O jovem farmacêutico moçambicano Alexandre Cobre, 32 anos, criou um sistema de Inteligência Artificial (IA) que localiza medicamentos, compara preços e indica disponibilidade em farmácias, com mais de 200 registadas na plataforma, em Nampula, norte de Moçambique.
“As vezes o medicamento existe, mas a pessoa não encontra porque falta informação.
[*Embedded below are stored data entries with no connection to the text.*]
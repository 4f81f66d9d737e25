//! Daily aggregation of job records.
//!
//! This module folds a list of [`JobRecord`]s into one [`DailyTotal`] per
//! calendar day. A bad time window degrades that record's duration to zero;
//! a bad date excludes the record and reports it back to the caller. Neither
//! ever aborts the pass.

use std::collections::BTreeMap;

use chrono::NaiveDate;
use rust_decimal::Decimal;
use tracing::{debug, warn};

use crate::config::OvertimePolicy;
use crate::models::{DailyAggregation, DailyTotal, DateRange, JobRecord, RejectedRecord};

use super::time_parser::{instant_on, parse_date};

/// Returns the worked minutes for a record on the given day, after rounding.
///
/// The window runs from `depart_time` to `end_time`. A missing or
/// unparseable endpoint, or an end at or before the departure, yields zero.
pub fn record_duration_minutes(record: &JobRecord, date: NaiveDate, policy: &OvertimePolicy) -> i64 {
    let depart = instant_on(date, record.depart_time.as_deref());
    let end = instant_on(date, record.end_time.as_deref());

    let minutes = match (depart, end) {
        (Some(depart), Some(end)) => (end - depart).num_minutes(),
        _ => 0,
    };

    if minutes <= 0 {
        return 0;
    }

    policy.rounding.apply_minutes(minutes)
}

/// Returns the worked hours for a record on the given day.
///
/// # Example
///
/// ```
/// use hours_engine::calculation::record_duration_hours;
/// use hours_engine::config::{HourRounding, OvertimePolicy};
/// use hours_engine::models::JobRecord;
/// use chrono::NaiveDate;
/// use rust_decimal::Decimal;
///
/// let date = NaiveDate::from_ymd_opt(2026, 1, 12).unwrap();
/// let record = JobRecord::new("2026-01-12", Some("07:00"), Some("09:50"));
///
/// let exact = OvertimePolicy::default();
/// assert_eq!(record_duration_hours(&record, date, &exact).round_dp(4), Decimal::new(28333, 4));
///
/// let quarter = OvertimePolicy { rounding: HourRounding::QuarterHour, ..OvertimePolicy::default() };
/// assert_eq!(record_duration_hours(&record, date, &quarter), Decimal::new(275, 2));
/// ```
pub fn record_duration_hours(record: &JobRecord, date: NaiveDate, policy: &OvertimePolicy) -> Decimal {
    minutes_to_hours(record_duration_minutes(record, date, policy))
}

/// Converts whole minutes to decimal hours.
pub fn minutes_to_hours(minutes: i64) -> Decimal {
    Decimal::new(minutes, 0) / Decimal::new(60, 0)
}

/// Reduces job records into one total per calendar day.
///
/// Records whose date cannot be parsed are left out of every total and
/// returned in [`DailyAggregation::rejected`].
///
/// # Example
///
/// ```
/// use hours_engine::calculation::aggregate_daily;
/// use hours_engine::config::OvertimePolicy;
/// use hours_engine::models::JobRecord;
/// use chrono::NaiveDate;
/// use rust_decimal::Decimal;
///
/// let records = vec![
///     JobRecord::new("2026-01-12", Some("07:00"), Some("12:00")),
///     JobRecord::new("12/01/2026", Some("13:00"), Some("17:30")),
///     JobRecord::new("2026-01-12", Some("08:00"), None)
///         .with_distances(Some(Decimal::from(20)), Some(Decimal::from(20))),
///     JobRecord::new("someday", Some("08:00"), Some("09:00")),
/// ];
///
/// let result = aggregate_daily(&records, &OvertimePolicy::default());
/// let monday = result.get(NaiveDate::from_ymd_opt(2026, 1, 12).unwrap()).unwrap();
///
/// assert_eq!(monday.total_hours, Decimal::new(95, 1));
/// assert_eq!(monday.total_distance, Decimal::from(40));
/// assert_eq!(monday.record_count, 3);
/// assert_eq!(result.rejected.len(), 1);
/// ```
pub fn aggregate_daily(records: &[JobRecord], policy: &OvertimePolicy) -> DailyAggregation {
    // Minutes stay whole until the day is complete, so hours are divided once per day.
    let mut accumulated: BTreeMap<NaiveDate, (i64, Decimal, u32)> = BTreeMap::new();
    let mut rejected = Vec::new();

    for record in records {
        let Some(date) = parse_date(&record.date) else {
            warn!(
                record_id = record.label(),
                date = %record.date,
                "Excluding job record with unparseable date"
            );
            rejected.push(RejectedRecord {
                id: record.id.clone(),
                date: record.date.clone(),
                reason: if record.date.trim().is_empty() {
                    "missing date".to_string()
                } else {
                    format!("unparseable date '{}'", record.date)
                },
            });
            continue;
        };

        if record.has_negative_distance() {
            warn!(
                record_id = record.label(),
                %date,
                "Negative distance on job record counted as zero"
            );
        }

        let minutes = record_duration_minutes(record, date, policy);
        if minutes == 0 && (record.depart_time.is_some() || record.end_time.is_some()) {
            debug!(
                record_id = record.label(),
                %date,
                depart = ?record.depart_time,
                end = ?record.end_time,
                "Job record contributes no duration"
            );
        }

        let (day_minutes, distance, count) =
            accumulated.entry(date).or_insert((0, Decimal::ZERO, 0));
        *day_minutes += minutes;
        *count += 1;
        match record.total_distance().and_then(|d| distance.checked_add(d)) {
            Some(sum) => *distance = sum,
            None => warn!(
                record_id = record.label(),
                %date,
                "Distance on job record overflows the daily total, counted as zero"
            ),
        }
    }

    let days: BTreeMap<NaiveDate, DailyTotal> = accumulated
        .into_iter()
        .map(|(date, (minutes, total_distance, record_count))| {
            let total = DailyTotal {
                date,
                total_hours: minutes_to_hours(minutes),
                total_distance,
                record_count,
            };
            (date, total)
        })
        .collect();

    debug!(
        records = records.len(),
        days = days.len(),
        rejected = rejected.len(),
        "Daily aggregation complete"
    );

    DailyAggregation { days, rejected }
}

/// Drops the records whose date falls outside `range`.
///
/// Records with an unparseable date are kept so that the aggregation pass
/// still reports them as rejected.
///
/// # Example
///
/// ```
/// use hours_engine::calculation::filter_by_range;
/// use hours_engine::models::{DateRange, JobRecord};
/// use chrono::NaiveDate;
///
/// let range = DateRange {
///     start_date: NaiveDate::from_ymd_opt(2026, 1, 12).unwrap(),
///     end_date: NaiveDate::from_ymd_opt(2026, 1, 18).unwrap(),
/// };
/// let records = vec![
///     JobRecord::new("2026-01-11", None, None),
///     JobRecord::new("2026-01-14", None, None),
///     JobRecord::new("bad", None, None),
/// ];
///
/// let kept = filter_by_range(&records, &range);
/// assert_eq!(kept.len(), 2);
/// assert_eq!(kept[0].date, "2026-01-14");
/// assert_eq!(kept[1].date, "bad");
/// ```
pub fn filter_by_range(records: &[JobRecord], range: &DateRange) -> Vec<JobRecord> {
    records
        .iter()
        .filter(|r| parse_date(&r.date).is_none_or(|d| range.contains_date(d)))
        .cloned()
        .collect()
}

#[cfg(test)]
mod tests {
    use super::*;
    use crate::config::HourRounding;
    use std::str::FromStr;

    fn dec(s: &str) -> Decimal {
        Decimal::from_str(s).unwrap()
    }

    fn date(y: i32, m: u32, d: u32) -> NaiveDate {
        NaiveDate::from_ymd_opt(y, m, d).unwrap()
    }

    fn quarter_hour_policy() -> OvertimePolicy {
        OvertimePolicy {
            rounding: HourRounding::QuarterHour,
            ..OvertimePolicy::default()
        }
    }

    #[test]
    fn test_nine_hour_record() {
        let record = JobRecord::new("2026-01-12", Some("07:00"), Some("16:00"));
        let hours = record_duration_hours(&record, date(2026, 1, 12), &OvertimePolicy::default());
        assert_eq!(hours, dec("9"));
    }

    #[test]
    fn test_seconds_are_ignored() {
        let record = JobRecord::new("2026-01-12", Some("07:00:59"), Some("07:45:01"));
        let minutes = record_duration_minutes(&record, date(2026, 1, 12), &OvertimePolicy::default());
        assert_eq!(minutes, 45);
    }

    #[test]
    fn test_missing_end_contributes_zero() {
        let record = JobRecord::new("2026-01-12", Some("07:00"), None);
        let hours = record_duration_hours(&record, date(2026, 1, 12), &OvertimePolicy::default());
        assert_eq!(hours, Decimal::ZERO);
    }

    #[test]
    fn test_missing_depart_contributes_zero() {
        let record = JobRecord::new("2026-01-12", None, Some("16:00"));
        let hours = record_duration_hours(&record, date(2026, 1, 12), &OvertimePolicy::default());
        assert_eq!(hours, Decimal::ZERO);
    }

    #[test]
    fn test_inverted_window_contributes_zero() {
        let record = JobRecord::new("2026-01-12", Some("16:00"), Some("07:00"));
        let hours = record_duration_hours(&record, date(2026, 1, 12), &OvertimePolicy::default());
        assert_eq!(hours, Decimal::ZERO);
    }

    #[test]
    fn test_zero_length_window_contributes_zero() {
        let record = JobRecord::new("2026-01-12", Some("09:00"), Some("09:00"));
        let hours = record_duration_hours(&record, date(2026, 1, 12), &OvertimePolicy::default());
        assert_eq!(hours, Decimal::ZERO);
    }

    #[test]
    fn test_garbage_time_contributes_zero() {
        let record = JobRecord::new("2026-01-12", Some("soon"), Some("16:00"));
        let hours = record_duration_hours(&record, date(2026, 1, 12), &OvertimePolicy::default());
        assert_eq!(hours, Decimal::ZERO);
    }

    #[test]
    fn test_quarter_hour_rounding_is_per_record() {
        // Two 7-minute jobs each round down to zero; summing first would give 15
        let records = vec![
            JobRecord::new("2026-01-12", Some("08:00"), Some("08:07")),
            JobRecord::new("2026-01-12", Some("09:00"), Some("09:07")),
        ];
        let result = aggregate_daily(&records, &quarter_hour_policy());
        assert_eq!(result.get(date(2026, 1, 12)).unwrap().total_hours, Decimal::ZERO);
    }

    #[test]
    fn test_quarter_hour_rounding_rounds_up_past_midpoint() {
        let record = JobRecord::new("2026-01-12", Some("07:00"), Some("15:53"));
        let hours = record_duration_hours(&record, date(2026, 1, 12), &quarter_hour_policy());
        assert_eq!(hours, dec("9"));
    }

    #[test]
    fn test_records_grouped_by_calendar_date_across_formats() {
        let records = vec![
            JobRecord::new("2026-01-12", Some("07:00"), Some("11:00")),
            JobRecord::new("2026-01-12T22:00:00-03:00", Some("12:00"), Some("14:00")),
            JobRecord::new("12/01/2026", Some("15:00"), Some("16:00")),
        ];
        let result = aggregate_daily(&records, &OvertimePolicy::default());

        assert_eq!(result.days.len(), 1);
        let day = result.get(date(2026, 1, 12)).unwrap();
        assert_eq!(day.total_hours, dec("7"));
        assert_eq!(day.record_count, 3);
    }

    #[test]
    fn test_distance_counted_even_without_duration() {
        let records = vec![
            JobRecord::new("2026-01-12", Some("07:00"), None)
                .with_distances(Some(dec("35.5")), Some(dec("34.5"))),
        ];
        let result = aggregate_daily(&records, &OvertimePolicy::default());
        let day = result.get(date(2026, 1, 12)).unwrap();

        assert_eq!(day.total_hours, Decimal::ZERO);
        assert_eq!(day.total_distance, dec("70"));
        assert_eq!(day.record_count, 1);
    }

    #[test]
    fn test_unparseable_date_is_rejected_not_fatal() {
        let mut bad = JobRecord::new("31/31/2026", Some("07:00"), Some("16:00"));
        bad.id = Some("job_bad".to_string());
        let records = vec![bad, JobRecord::new("2026-01-13", Some("07:00"), Some("15:00"))];

        let result = aggregate_daily(&records, &OvertimePolicy::default());

        assert_eq!(result.days.len(), 1);
        assert_eq!(result.rejected.len(), 1);
        assert_eq!(result.rejected[0].id.as_deref(), Some("job_bad"));
        assert_eq!(result.rejected[0].date, "31/31/2026");
        assert!(result.rejected[0].reason.contains("unparseable"));
    }

    #[test]
    fn test_days_are_ordered_ascending() {
        let records = vec![
            JobRecord::new("2026-01-15", Some("07:00"), Some("08:00")),
            JobRecord::new("2026-01-12", Some("07:00"), Some("08:00")),
            JobRecord::new("2026-01-13", Some("07:00"), Some("08:00")),
        ];
        let result = aggregate_daily(&records, &OvertimePolicy::default());
        let dates: Vec<NaiveDate> = result.totals().map(|d| d.date).collect();
        assert_eq!(dates, vec![date(2026, 1, 12), date(2026, 1, 13), date(2026, 1, 15)]);
    }

    #[test]
    fn test_empty_input_yields_empty_aggregation() {
        let result = aggregate_daily(&[], &OvertimePolicy::default());
        assert!(result.days.is_empty());
        assert!(result.rejected.is_empty());
    }

    #[test]
    fn test_filter_by_range_is_inclusive() {
        let range = DateRange {
            start_date: date(2026, 1, 12),
            end_date: date(2026, 1, 18),
        };
        let records = vec![
            JobRecord::new("2026-01-12", None, None),
            JobRecord::new("18/01/2026", None, None),
            JobRecord::new("2026-01-19", None, None),
        ];
        assert_eq!(filter_by_range(&records, &range).len(), 2);
    }

    #[test]
    fn test_missing_date_is_rejected_with_reason() {
        let records = vec![
            JobRecord::new("", Some("07:00"), Some("16:00")),
            JobRecord::new("2026-01-12", Some("07:00"), Some("16:00")),
        ];
        let result = aggregate_daily(&records, &OvertimePolicy::default());

        assert_eq!(result.days.len(), 1);
        assert_eq!(result.rejected.len(), 1);
        assert_eq!(result.rejected[0].reason, "missing date");
    }

    #[test]
    fn test_overflowing_distance_counts_as_zero() {
        let records = vec![
            JobRecord::new("2026-01-12", Some("07:00"), Some("16:00"))
                .with_distances(Some(Decimal::MAX), Some(Decimal::MAX)),
            JobRecord::new("2026-01-12", None, None).with_distances(Some(dec("12")), None),
        ];
        let result = aggregate_daily(&records, &OvertimePolicy::default());
        let day = result.get(date(2026, 1, 12)).unwrap();

        assert_eq!(day.total_hours, dec("9"));
        assert_eq!(day.total_distance, dec("12"));
        assert_eq!(day.record_count, 2);
    }

    #[test]
    fn test_distance_overflowing_day_sum_is_left_out() {
        let records = vec![
            JobRecord::new("2026-01-12", None, None).with_distances(Some(Decimal::MAX), None),
            JobRecord::new("2026-01-12", None, None).with_distances(Some(dec("1")), None),
        ];
        let result = aggregate_daily(&records, &OvertimePolicy::default());
        assert_eq!(result.get(date(2026, 1, 12)).unwrap().total_distance, Decimal::MAX);
    }
}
A plataforma também permite que pacientes conversem directamente com farmacêuticos, enviem fotografias de receitas médicas e recebam respostas imediatas sobre disponibilidade dos medicamentos”, explica o docente universitário, natural de Nacala Porto, em Nampula.
A plataforma Muzi AI, criada através da MozBioMed, começou a ser desenvolvida há três anos por uma equipa de jovens moçambicanos formados e treinados localmente.
Com a aplicação, Alexandre quer aliviar o sofrimento do povo moçambicano, indicando as farmácias mais próximas e mais baratas em tempo real a quem procura por medicamentos.
“Como cientista, como moçambicano e como farmacêutico, o que me motivou foi olhar para o sofrimento do povo moçambicano”, diz Cobre, afirmando que a aplicação vai servir, gratuitamente, ao “moçambicano mais vulnerável até ao mais privilegiado”.
Além da componente direcionada ao cidadão, a plataforma é dirigida também às farmácias, que terão acesso a sistemas inteligentes de gestão de estoque, recepção de clientes e organização de informação de consumo.
“Não é apenas um aplicativo, é um ecossistema completo de inteligência artificial. Na verdade, o primeiro do país”, diz, com orgulho, acrescentando que pelo menos 200 farmácias já estão cadastradas, um número que considera significativo visto que o sistema tem poucos dias de funcionamento.
Todos os dados recolhidos através do sistema de IA são tratados de forma anónima e poderão servir de apoio estratégico às autoridades de saúde, avança ainda.
O lançamento oficial da plataforma está previsto para julho, no Hospital Central de Nampula, local que deverá tornar-se símbolo da transformação digital no sector da saúde em Moçambique.
Não satisfeito, diz a Lusa, Alexandre Cobre avança estar também a testar uma plataforma que detecta notas falsas, através de uma fotografia feita com um telemóvel, desenvolvido no âmbito das jornadas científicas promovidas pelo Banco de Moçambique.
Esta plataforma, que reconhece apenas notas de 500 meticais (6,7 euros) e 1.000 meticais (13,4 euros), servirá para ajudar grupos vulneráveis frequentemente afectados pela circulação de notas falsas, entre os quais operadores de carteira móvel, vendedores informais e transportadores.
“Essas pessoas trabalham o dia inteiro e às vezes acabam prejudicadas por uma nota falsa”, lamenta, referindo que a aplicação Mali AI permitirá ainda que os cidadãos notifiquem diretamente casos suspeitos ao banco central, alimentando um sistema nacional de monitorização estatística.